**What needs to be done**. List, from the lines below, each one with "struct" in it.
START Data
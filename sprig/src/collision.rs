//! Two-phase collision detection over hitboxes.
//!
//! Each tick the handler:
//! 1. recomputes the set of *moving* entities (movable entities whose location
//!    changed during the tick), then
//! 2. tests every hitbox of every moving entity against every tracked hitbox
//!    and reports intersecting pairs that belong to different entities.
//!
//! There is no spatial index; cost is `moving × hitboxes-per-entity × hitboxes`.
//!
//! When two moving entities overlap, the pair is reported once from each side.
//! Listeners must tolerate that.

use std::collections::{BTreeMap, BTreeSet};

use serde::{Deserialize, Serialize};

use crate::entity::{Entity, EntityId};
use crate::hitbox::Hitbox;
use crate::shape::Shape;

/// Stable address of one hitbox: the owning entity plus its position among
/// that entity's hitboxes.
#[derive(Clone, Copy, Debug, PartialEq, Eq, Hash, PartialOrd, Ord, Serialize, Deserialize)]
pub struct HitboxId {
    pub entity: EntityId,
    pub slot: usize,
}

/// A detected intersection, passed to collision callbacks.
#[derive(Clone, Copy, Debug)]
pub struct Collision<'a> {
    pub moving: HitboxId,
    pub collided: HitboxId,
    pub moving_hitbox: &'a Hitbox,
    pub collided_hitbox: &'a Hitbox,
    /// World-space shape of the moving hitbox.
    pub moving_shape: Shape,
    /// World-space shape of the collided hitbox.
    pub collided_shape: Shape,
}

/// Owned record of a detected intersection. Uses ids only.
#[derive(Clone, Copy, Debug, PartialEq, Eq, Hash)]
pub struct CollisionEvent {
    pub moving: HitboxId,
    pub collided: HitboxId,
}

/// Callback invoked for every detected intersection.
pub type CollisionCallback = Box<dyn FnMut(&Collision<'_>)>;

/// Tracks hitboxes and movable entities of a scene and detects collisions.
#[derive(Default)]
pub struct CollisionHandler {
    hitboxes: BTreeSet<HitboxId>,
    movable_objects: BTreeSet<EntityId>,
    moving_objects: Vec<EntityId>,

    // Collected events for the tick
    pending_events: Vec<CollisionEvent>,
    callbacks: Vec<CollisionCallback>,
}

impl CollisionHandler {
    /// A handler without callbacks. Detected pairs are only queued as events.
    pub fn new() -> Self {
        Self::default()
    }

    /// A handler that reports every detected pair to `callback`.
    pub fn with_callback<F>(callback: F) -> Self
    where
        F: FnMut(&Collision<'_>) + 'static,
    {
        let mut handler = Self::new();
        handler.on_collision(callback);
        handler
    }

    pub fn on_collision<F>(&mut self, callback: F)
    where
        F: FnMut(&Collision<'_>) + 'static,
    {
        self.callbacks.push(Box::new(callback));
    }

    /// Every hitbox in the scene.
    pub fn hitboxes(&self) -> &BTreeSet<HitboxId> {
        &self.hitboxes
    }

    /// Every entity carrying both a hitbox and a movement component.
    pub fn movable_objects(&self) -> &BTreeSet<EntityId> {
        &self.movable_objects
    }

    /// Movable entities whose location changed during the last tick.
    pub fn moving_objects(&self) -> &[EntityId] {
        &self.moving_objects
    }

    /// Drain collision events collected since the last call.
    pub fn drain_events(&mut self) -> Vec<CollisionEvent> {
        std::mem::take(&mut self.pending_events)
    }

    /// Bring the tracked sets in line with the components `entity` carries.
    ///
    /// Safe to call repeatedly; set membership is never duplicated.
    pub(crate) fn track(&mut self, id: EntityId, entity: &Entity) {
        for slot in 0..entity.hitboxes().len() {
            self.hitboxes.insert(HitboxId { entity: id, slot });
        }
        if entity.is_movable() {
            self.movable_objects.insert(id);
        }
    }

    /// Drop everything tracked for `id`.
    pub(crate) fn forget(&mut self, id: EntityId) {
        self.hitboxes.retain(|hitbox| hitbox.entity != id);
        self.movable_objects.remove(&id);
        self.moving_objects.retain(|&moving| moving != id);
    }

    /// Run both phases against the scene's entities.
    pub(crate) fn update(&mut self, entities: &BTreeMap<EntityId, Entity>) {
        self.identify_moving_objects(entities);
        self.detect_collisions(entities);
    }

    fn identify_moving_objects(&mut self, entities: &BTreeMap<EntityId, Entity>) {
        self.moving_objects.clear();
        for id in &self.movable_objects {
            if entities.get(id).is_some_and(Entity::has_moved) {
                self.moving_objects.push(*id);
            }
        }
    }

    fn detect_collisions(&mut self, entities: &BTreeMap<EntityId, Entity>) {
        let Self {
            hitboxes,
            moving_objects,
            pending_events,
            callbacks,
            ..
        } = self;

        for &moving_id in moving_objects.iter() {
            let Some(entity) = entities.get(&moving_id) else {
                continue;
            };

            for (slot, moving_hitbox) in entity.hitboxes().into_iter().enumerate() {
                let moving = HitboxId {
                    entity: moving_id,
                    slot,
                };
                let moving_shape = moving_hitbox.absolute_shape(entity.location());

                for &collided in hitboxes.iter() {
                    if collided.entity == moving_id {
                        continue;
                    }
                    let Some(other) = entities.get(&collided.entity) else {
                        continue;
                    };
                    let Some(collided_hitbox) = other.hitbox(collided.slot) else {
                        continue;
                    };
                    let collided_shape = collided_hitbox.absolute_shape(other.location());
                    if !moving_shape.intersects(&collided_shape) {
                        continue;
                    }

                    log::trace!("collision {:?} -> {:?}", moving, collided);
                    let collision = Collision {
                        moving,
                        collided,
                        moving_hitbox,
                        collided_hitbox,
                        moving_shape,
                        collided_shape,
                    };
                    for cb in callbacks.iter_mut() {
                        cb(&collision);
                    }
                    pending_events.push(CollisionEvent { moving, collided });
                }
            }
        }
    }
}

#[cfg(test)]
mod tests {
    use super::*;
    use crate::math::Vec2;
    use crate::movement::Movement;
    use std::time::Duration;

    fn entity_with_hitbox(location: Vec2, movement: Option<Movement>) -> Entity {
        let mut entity = Entity::new(location);
        entity
            .add_component(Hitbox::rectangle(0.0, 0.0, 10.0, 10.0))
            .unwrap();
        if let Some(movement) = movement {
            entity.add_component(movement).unwrap();
        }
        entity
    }

    fn moving_right() -> Movement {
        Movement::new()
            .with_direction(Vec2::new(1.0, 0.0))
            .with_speed(5.0)
            .with_target_speed(5.0)
    }

    #[test]
    fn test_track_is_idempotent() {
        let entity = entity_with_hitbox(Vec2::ZERO, Some(Movement::new()));
        let id = EntityId(1);
        let mut handler = CollisionHandler::new();
        handler.track(id, &entity);
        handler.track(id, &entity);
        assert_eq!(handler.hitboxes().len(), 1);
        assert_eq!(handler.movable_objects().len(), 1);
    }

    #[test]
    fn test_stationary_entities_are_not_moving() {
        let mut entities = BTreeMap::new();
        let mut entity = entity_with_hitbox(Vec2::ZERO, Some(Movement::new()));
        entity.update(1.0, Duration::ZERO);
        entities.insert(EntityId(1), entity);

        let mut handler = CollisionHandler::new();
        handler.track(EntityId(1), &entities[&EntityId(1)]);
        handler.update(&entities);
        assert!(handler.moving_objects().is_empty());
    }

    #[test]
    fn test_moving_into_stationary_reports_once() {
        let mut entities = BTreeMap::new();
        let mut mover = entity_with_hitbox(Vec2::new(-10.0, 0.0), Some(moving_right()));
        mover.update(1.0, Duration::ZERO);
        entities.insert(EntityId(1), mover);
        entities.insert(EntityId(2), entity_with_hitbox(Vec2::ZERO, None));

        let mut handler = CollisionHandler::new();
        for (id, entity) in &entities {
            handler.track(*id, entity);
        }
        handler.update(&entities);

        assert_eq!(handler.moving_objects(), &[EntityId(1)]);
        let events = handler.drain_events();
        assert_eq!(
            events,
            vec![CollisionEvent {
                moving: HitboxId {
                    entity: EntityId(1),
                    slot: 0
                },
                collided: HitboxId {
                    entity: EntityId(2),
                    slot: 0
                },
            }]
        );
        assert!(handler.drain_events().is_empty());
    }

    #[test]
    fn test_forget_drops_entity() {
        let entity = entity_with_hitbox(Vec2::ZERO, Some(Movement::new()));
        let mut handler = CollisionHandler::new();
        handler.track(EntityId(4), &entity);
        handler.forget(EntityId(4));
        assert!(handler.hitboxes().is_empty());
        assert!(handler.movable_objects().is_empty());
    }
}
END Data
**Result below**.
pub struct HitboxId {
pub struct Collision<'a> {
pub struct CollisionEvent {
pub struct CollisionHandler {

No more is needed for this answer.